There’s no such emptiness in Jesus’ Son. The world Fuckhead perceives makes sense to him, even if to a sober reader, it’s patently insane. Johnson’s depiction of 9/11 in “Doppelganger, Poltergeist” takes the opposite tack. It’s crystal-clear, but deeply insensible:
I saw only one tower standing in the south, and that one ringed with fire. I asked a man nearby—“Where are we? I can’t see the other tower.” He said, “It fell,” and I said, “No, it didn’t.” He didn’t argue… I saw shocked laughter, weeping, horror, bewilderment. The young man next to me bawled at the top of his lungs. I was afraid to ask him if he had a loved one in the buildings—afraid to talk to him at all, but he raised his agonized, Christly face to me and suddenly laughed, saying, “Buddy, you are working on one heck of a black eye.”
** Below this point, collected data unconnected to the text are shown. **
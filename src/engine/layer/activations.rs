// 活性化関数もLayerとして定義することで、Chainやモデルの中にそのまま組み込める
// いずれも学習可能なパラメータは持たない

use crate::{
    backend::Backend,
    engine::{autodiff::Pullback, context::TrainingContext, layer::Layer},
    parameter_tree,
};

#[derive(Debug, Clone, Copy, Default)]
pub struct Relu;

parameter_tree!(impl<B> for Relu {});

impl<B: Backend> Layer<B> for Relu {
    fn forward_with_pullback<'a>(
        &'a self,
        _ctx: &TrainingContext,
        x: &B::Tensor,
    ) -> (B::Tensor, Pullback<'a, B>) {
        let mask = B::gt_zero(x);
        let y = B::relu(x);
        (y, Pullback::input_only(move |g: &B::Tensor| B::mul(g, &mask)))
    }
}

#[derive(Debug, Clone, Copy, Default)]
pub struct Sigmoid;

parameter_tree!(impl<B> for Sigmoid {});

impl<B: Backend> Layer<B> for Sigmoid {
    fn forward_with_pullback<'a>(
        &'a self,
        _ctx: &TrainingContext,
        x: &B::Tensor,
    ) -> (B::Tensor, Pullback<'a, B>) {
        let y = B::sigmoid(x);
        let out = y.clone();
        // σ'(x) = σ(x)(1 - σ(x))
        let pullback = Pullback::input_only(move |g: &B::Tensor| {
            let one_minus = B::add_scalar(&B::neg(&out), 1.0);
            B::mul(g, &B::mul(&out, &one_minus))
        });
        (y, pullback)
    }
}

#[derive(Debug, Clone, Copy, Default)]
pub struct Tanh;

parameter_tree!(impl<B> for Tanh {});

impl<B: Backend> Layer<B> for Tanh {
    fn forward_with_pullback<'a>(
        &'a self,
        _ctx: &TrainingContext,
        x: &B::Tensor,
    ) -> (B::Tensor, Pullback<'a, B>) {
        let y = B::tanh(x);
        let out = y.clone();
        let pullback = Pullback::input_only(move |g: &B::Tensor| {
            let one_minus_sq = B::add_scalar(&B::neg(&B::powi(&out, 2)), 1.0);
            B::mul(g, &one_minus_sq)
        });
        (y, pullback)
    }
}
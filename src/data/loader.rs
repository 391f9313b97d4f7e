use std::cell::Cell;

use rand::{SeedableRng, rngs::StdRng, seq::SliceRandom, thread_rng};

use super::dataset::Dataset;

pub struct DataLoader<'a, D: Dataset> {
    dataset: &'a D,
    batch_size: usize,
    shuffle: bool,
    seed: Option<u64>,
    // シード付きシャッフルでもエポックごとに異なる順序にするためのカウンタ
    epoch: Cell<u64>,
    indices: Vec<usize>,
}

impl<'a, D: Dataset> DataLoader<'a, D> {
    pub fn new(dataset: &'a D, batch_size: usize, shuffle: bool) -> Self {
        assert!(batch_size > 0, "batch_size must be positive");
        let indices: Vec<usize> = (0..dataset.len()).collect();
        Self {
            dataset,
            batch_size,
            shuffle,
            seed: None,
            epoch: Cell::new(0),
            indices,
        }
    }

    /// Makes the shuffled order reproducible. Epoch `k` uses seed `seed + k`.
    pub fn with_seed(mut self, seed: u64) -> Self {
        self.seed = Some(seed);
        self
    }

    pub fn batch_size(&self) -> usize {
        self.batch_size
    }

    /// Number of batches per epoch, counting a trailing partial batch.
    pub fn num_batches(&self) -> usize {
        self.indices.len().div_ceil(self.batch_size)
    }

    pub fn iter(&self) -> DataLoaderIterator<'a, D> {
        let mut indices = self.indices.clone();
        let epoch = self.epoch.get();
        self.epoch.set(epoch + 1);
        if self.shuffle {
            match self.seed {
                Some(seed) => {
                    let mut rng = StdRng::seed_from_u64(seed.wrapping_add(epoch));
                    indices.shuffle(&mut rng);
                }
                None => {
                    let mut rng = thread_rng();
                    indices.shuffle(&mut rng);
                }
            }
        }

        DataLoaderIterator {
            dataset: self.dataset,
            indices,
            batch_size: self.batch_size,
            current_idx: 0,
        }
    }
}

pub struct DataLoaderIterator<'a, D: Dataset> {
    dataset: &'a D,
    indices: Vec<usize>,
    batch_size: usize,
    current_idx: usize,
}

impl<D: Dataset> Iterator for DataLoaderIterator<'_, D> {
    type Item = Vec<D::Item>;

    fn next(&mut self) -> Option<Self::Item> {
        if self.current_idx >= self.indices.len() {
            return None;
        }

        let end_idx = (self.current_idx + self.batch_size).min(self.indices.len());
        let batch_indices = &self.indices[self.current_idx..end_idx];
        let batch: Vec<D::Item> = batch_indices.iter().map(|&i| self.dataset.get(i)).collect();

        self.current_idx += self.batch_size;
        Some(batch)
    }
}
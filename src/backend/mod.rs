use std::fmt::Debug;

use serde::Deserialize;

pub mod ndarray;

pub type Elm = f32;

/// Padding policy shared by convolution and pooling kernels.
#[derive(Debug, Clone, Copy, PartialEq, Eq, Default, Deserialize)]
#[serde(rename_all = "snake_case")]
pub enum Padding {
    /// Zero padding so that the output size only depends on the stride.
    Same,
    /// No padding; windows never leave the input.
    #[default]
    Valid,
}

/// Spatial geometry of a sliding 2-D window over an `[N, C, H, W]` input.
#[derive(Debug, Clone, Copy, PartialEq, Eq)]
pub struct Window2D {
    pub input: (usize, usize),
    pub kernel: (usize, usize),
    pub strides: (usize, usize),
    pub output: (usize, usize),
    /// Cells of padding inserted before the first row / column.
    pub pad_before: (usize, usize),
}

impl Window2D {
    pub fn new(
        input: (usize, usize),
        kernel: (usize, usize),
        strides: (usize, usize),
        padding: Padding,
    ) -> Self {
        let (oh, ph) = axis_geometry(input.0, kernel.0, strides.0, padding);
        let (ow, pw) = axis_geometry(input.1, kernel.1, strides.1, padding);
        Self {
            input,
            kernel,
            strides,
            output: (oh, ow),
            pad_before: (ph, pw),
        }
    }

    /// 出力セル(oy, ox)とカーネル内オフセット(ky, kx)に対応する入力座標。
    /// パディング領域に落ちる場合はNoneを返す。
    #[inline]
    pub fn source(&self, oy: usize, ox: usize, ky: usize, kx: usize) -> Option<(usize, usize)> {
        let y = (oy * self.strides.0 + ky).checked_sub(self.pad_before.0)?;
        let x = (ox * self.strides.1 + kx).checked_sub(self.pad_before.1)?;
        if y < self.input.0 && x < self.input.1 {
            Some((y, x))
        } else {
            None
        }
    }
}

fn axis_geometry(input: usize, kernel: usize, stride: usize, padding: Padding) -> (usize, usize) {
    assert!(
        kernel > 0 && stride > 0,
        "kernel and stride must be positive"
    );
    match padding {
        Padding::Valid => {
            assert!(
                input >= kernel,
                "Window larger than input with valid padding: input={}, kernel={}",
                input,
                kernel
            );
            ((input - kernel) / stride + 1, 0)
        }
        Padding::Same => {
            let out = input.div_ceil(stride);
            let needed = ((out.max(1) - 1) * stride + kernel).saturating_sub(input);
            (out, needed / 2)
        }
    }
}

/// Tensor facade. Every operation returns a fresh tensor; shape violations panic.
pub trait Backend: Clone + Debug + 'static {
    type Tensor: Clone + Debug + 'static;

    fn zeros(shape: &[usize]) -> Self::Tensor;
    fn ones(shape: &[usize]) -> Self::Tensor;
    fn zeros_like(tensor: &Self::Tensor) -> Self::Tensor;
    fn ones_like(tensor: &Self::Tensor) -> Self::Tensor;
    fn random_normal(shape: &[usize], mean: Elm, std: Elm, seed: Option<u64>) -> Self::Tensor;
    /// Samples uniformly from the closed interval `[low, high]`.
    fn random_uniform(shape: &[usize], low: Elm, high: Elm, seed: Option<u64>) -> Self::Tensor;

    // CPU配列からの作成
    fn from_vec(vec: Vec<Elm>, shape: &[usize]) -> Self::Tensor;
    // CPU配列への変換(基本的に重い処理となる)
    fn to_vec(tensor: &Self::Tensor) -> Vec<Elm>;

    fn shape(tensor: &Self::Tensor) -> Vec<usize>;
    fn reshape(tensor: &Self::Tensor, shape: &[usize]) -> Self::Tensor;
    fn stack(tensors: &[Self::Tensor], axis: usize) -> Self::Tensor;

    // 基本的な演算(ブロードキャスト対応)
    fn add(a: &Self::Tensor, b: &Self::Tensor) -> Self::Tensor;
    fn sub(a: &Self::Tensor, b: &Self::Tensor) -> Self::Tensor;
    fn mul(a: &Self::Tensor, b: &Self::Tensor) -> Self::Tensor; // 要素ごとの積
    fn div(a: &Self::Tensor, b: &Self::Tensor) -> Self::Tensor;
    fn scale(a: &Self::Tensor, k: Elm) -> Self::Tensor;
    fn add_scalar(a: &Self::Tensor, k: Elm) -> Self::Tensor;

    fn matmul(a: &Self::Tensor, b: &Self::Tensor) -> Self::Tensor; // 行列積
    fn transpose(tensor: &Self::Tensor) -> Self::Tensor;

    fn sum(a: &Self::Tensor, axis: Option<usize>, keep_dims: bool) -> Self::Tensor;
    /// Sums over every listed axis, keeping them as size-1 dimensions.
    fn sum_axes(a: &Self::Tensor, axes: &[usize]) -> Self::Tensor;
    /// Means over every listed axis, keeping them as size-1 dimensions.
    fn mean_axes(a: &Self::Tensor, axes: &[usize]) -> Self::Tensor;
    fn max(a: &Self::Tensor, axis: Option<usize>) -> Self::Tensor;
    /// Index of the first maximum along `axis`, for every lane in row-major order.
    fn argmax(a: &Self::Tensor, axis: usize) -> Vec<usize>;

    fn neg(a: &Self::Tensor) -> Self::Tensor;
    fn sqrt(a: &Self::Tensor) -> Self::Tensor;
    fn rsqrt(a: &Self::Tensor) -> Self::Tensor;
    fn powi(a: &Self::Tensor, n: i32) -> Self::Tensor;
    fn exp(a: &Self::Tensor) -> Self::Tensor;
    fn log(a: &Self::Tensor) -> Self::Tensor;
    fn relu(a: &Self::Tensor) -> Self::Tensor;
    fn sigmoid(a: &Self::Tensor) -> Self::Tensor;
    fn tanh(a: &Self::Tensor) -> Self::Tensor;
    /// 1.0 where the element is strictly positive, 0.0 elsewhere.
    fn gt_zero(a: &Self::Tensor) -> Self::Tensor;
    fn softmax(a: &Self::Tensor, axis: Option<usize>) -> Self::Tensor;
    fn log_softmax(a: &Self::Tensor, axis: Option<usize>) -> Self::Tensor;

    // 畳み込み・プーリング (NCHW, filterは[out, in, kh, kw])
    fn conv2d(
        input: &Self::Tensor,
        filter: &Self::Tensor,
        strides: (usize, usize),
        padding: Padding,
    ) -> Self::Tensor;
    fn conv2d_backprop_input(
        input_shape: &[usize],
        filter: &Self::Tensor,
        grad: &Self::Tensor,
        strides: (usize, usize),
        padding: Padding,
    ) -> Self::Tensor;
    fn conv2d_backprop_filter(
        input: &Self::Tensor,
        filter_shape: &[usize],
        grad: &Self::Tensor,
        strides: (usize, usize),
        padding: Padding,
    ) -> Self::Tensor;
    fn max_pool2d(
        input: &Self::Tensor,
        pool_size: (usize, usize),
        strides: (usize, usize),
        padding: Padding,
    ) -> Self::Tensor;
    fn max_pool2d_backprop(
        input: &Self::Tensor,
        grad: &Self::Tensor,
        pool_size: (usize, usize),
        strides: (usize, usize),
        padding: Padding,
    ) -> Self::Tensor;
    fn avg_pool2d(
        input: &Self::Tensor,
        pool_size: (usize, usize),
        strides: (usize, usize),
        padding: Padding,
    ) -> Self::Tensor;
    fn avg_pool2d_backprop(
        input_shape: &[usize],
        grad: &Self::Tensor,
        pool_size: (usize, usize),
        strides: (usize, usize),
        padding: Padding,
    ) -> Self::Tensor;
}
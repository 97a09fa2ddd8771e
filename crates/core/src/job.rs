// SPDX-License-Identifier: BUSL-1.1
// Copyright (c) 2026 Alfred Jean LLC

//! Job identity, shape, and lifecycle.

use crate::task::{TaskError, TaskId};
use serde::{Deserialize, Serialize};
use std::collections::BTreeMap;
use thiserror::Error;

crate::define_id! {
    /// Unique identifier for a submitted job.
    ///
    /// Assigned by the coordinator on submit; stable for the lifetime of
    /// the job and used to key its artifact directory.
    pub struct JobId("job-");
}

/// Shape of a job: one task, or a map fan-out chained into a reduce.
#[derive(Debug, Clone, Copy, PartialEq, Eq, Serialize, Deserialize)]
#[serde(rename_all = "snake_case")]
pub enum JobShape {
    Single,
    MapReduce,
}

crate::simple_display! {
    JobShape {
        Single => "single",
        MapReduce => "map_reduce",
    }
}

/// Job lifecycle state.
#[derive(Debug, Clone, Copy, PartialEq, Eq, Serialize, Deserialize)]
#[serde(rename_all = "snake_case")]
pub enum JobState {
    Pending,
    Running,
    Succeeded,
    Failed,
    Cancelled,
}

impl JobState {
    pub fn is_terminal(&self) -> bool {
        matches!(self, JobState::Succeeded | JobState::Failed | JobState::Cancelled)
    }
}

crate::simple_display! {
    JobState {
        Pending => "pending",
        Running => "running",
        Succeeded => "succeeded",
        Failed => "failed",
        Cancelled => "cancelled",
    }
}

/// Rejected submission.
#[derive(Debug, Clone, PartialEq, Eq, Error)]
pub enum SpecError {
    #[error("map_reduce job requires a reduce plugin")]
    MissingReducePlugin,

    #[error("single job must not carry a reduce plugin")]
    UnexpectedReducePlugin,

    #[error("shard count must be at least 1")]
    ZeroShards,

    #[error("job requires at least one input artifact")]
    NoInputs,
}

/// Validated submission payload: what to run and how to fan it out.
#[derive(Debug, Clone, PartialEq, Eq, Serialize, Deserialize)]
pub struct JobSpec {
    pub shape: JobShape,
    /// Plugin kind for the map (or single) tasks.
    pub map_plugin: String,
    /// Plugin kind for the reduce task; required iff `shape` is map_reduce.
    pub reduce_plugin: Option<String>,
    /// Requested shard count; meaningful only for map_reduce.
    pub shards: u32,
    /// Plugin-specific parameter bag, passed through to workers verbatim.
    pub params: BTreeMap<String, String>,
}

impl JobSpec {
    /// Check shape constraints against the submitted input count.
    pub fn validate(&self, input_count: usize) -> Result<(), SpecError> {
        if input_count == 0 {
            return Err(SpecError::NoInputs);
        }
        match self.shape {
            JobShape::Single => {
                if self.reduce_plugin.is_some() {
                    return Err(SpecError::UnexpectedReducePlugin);
                }
            }
            JobShape::MapReduce => {
                if self.reduce_plugin.is_none() {
                    return Err(SpecError::MissingReducePlugin);
                }
                if self.shards == 0 {
                    return Err(SpecError::ZeroShards);
                }
            }
        }
        Ok(())
    }
}

/// A registered job.
///
/// Jobs and tasks live in flat tables keyed by id; a job holds task ids,
/// never task references, and tasks point back via `JobId` only.
#[derive(Debug, Clone, Serialize, Deserialize)]
pub struct Job {
    pub id: JobId,
    pub spec: JobSpec,
    pub state: JobState,
    pub created_at_ms: u64,
    /// Tasks in creation order: map tasks by shard index, reduce appended
    /// when the map stage completes.
    pub tasks: Vec<TaskId>,
    /// The task whose success completes the job. For map_reduce this is
    /// unset until the reduce task exists.
    pub terminal_task: Option<TaskId>,
    /// Name of the final output artifact, set when the job succeeds.
    pub final_output: Option<String>,
    /// Most recent task failure, kept for GetJob summaries.
    pub last_error: Option<TaskError>,
}

impl Job {
    pub fn new(id: JobId, spec: JobSpec, created_at_ms: u64) -> Self {
        Self {
            id,
            spec,
            state: JobState::Pending,
            created_at_ms,
            tasks: Vec::new(),
            terminal_task: None,
            final_output: None,
            last_error: None,
        }
    }

    pub fn is_terminal(&self) -> bool {
        self.state.is_terminal()
    }
}

#[cfg(test)]
#[path = "job_tests.rs"]
mod tests;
The destruction of the Twin Towers is the only world-historical event to intrude into any of Johnson’s short stories, but Johnson isn’t interested in probing the disaster for any sweeping meanings. There’s no desire for a deeper narrative; Johnson’s focus on the immediate experience of the disruption and the inexplicability of perceiving such an event, free of context or commentary, speaks volumes.
But, although it doesn’t bring a story arc to a close the way Jesus’ Son does, at the end of The Largesse of the Sea Maiden, Johnson does reach something close to a conclusion: “You love Elvis,” Mark tells Kevin, “That’s a true thing I know.” They haven’t quite made sense of the world, but like Fuckhead, they have learned to live in it.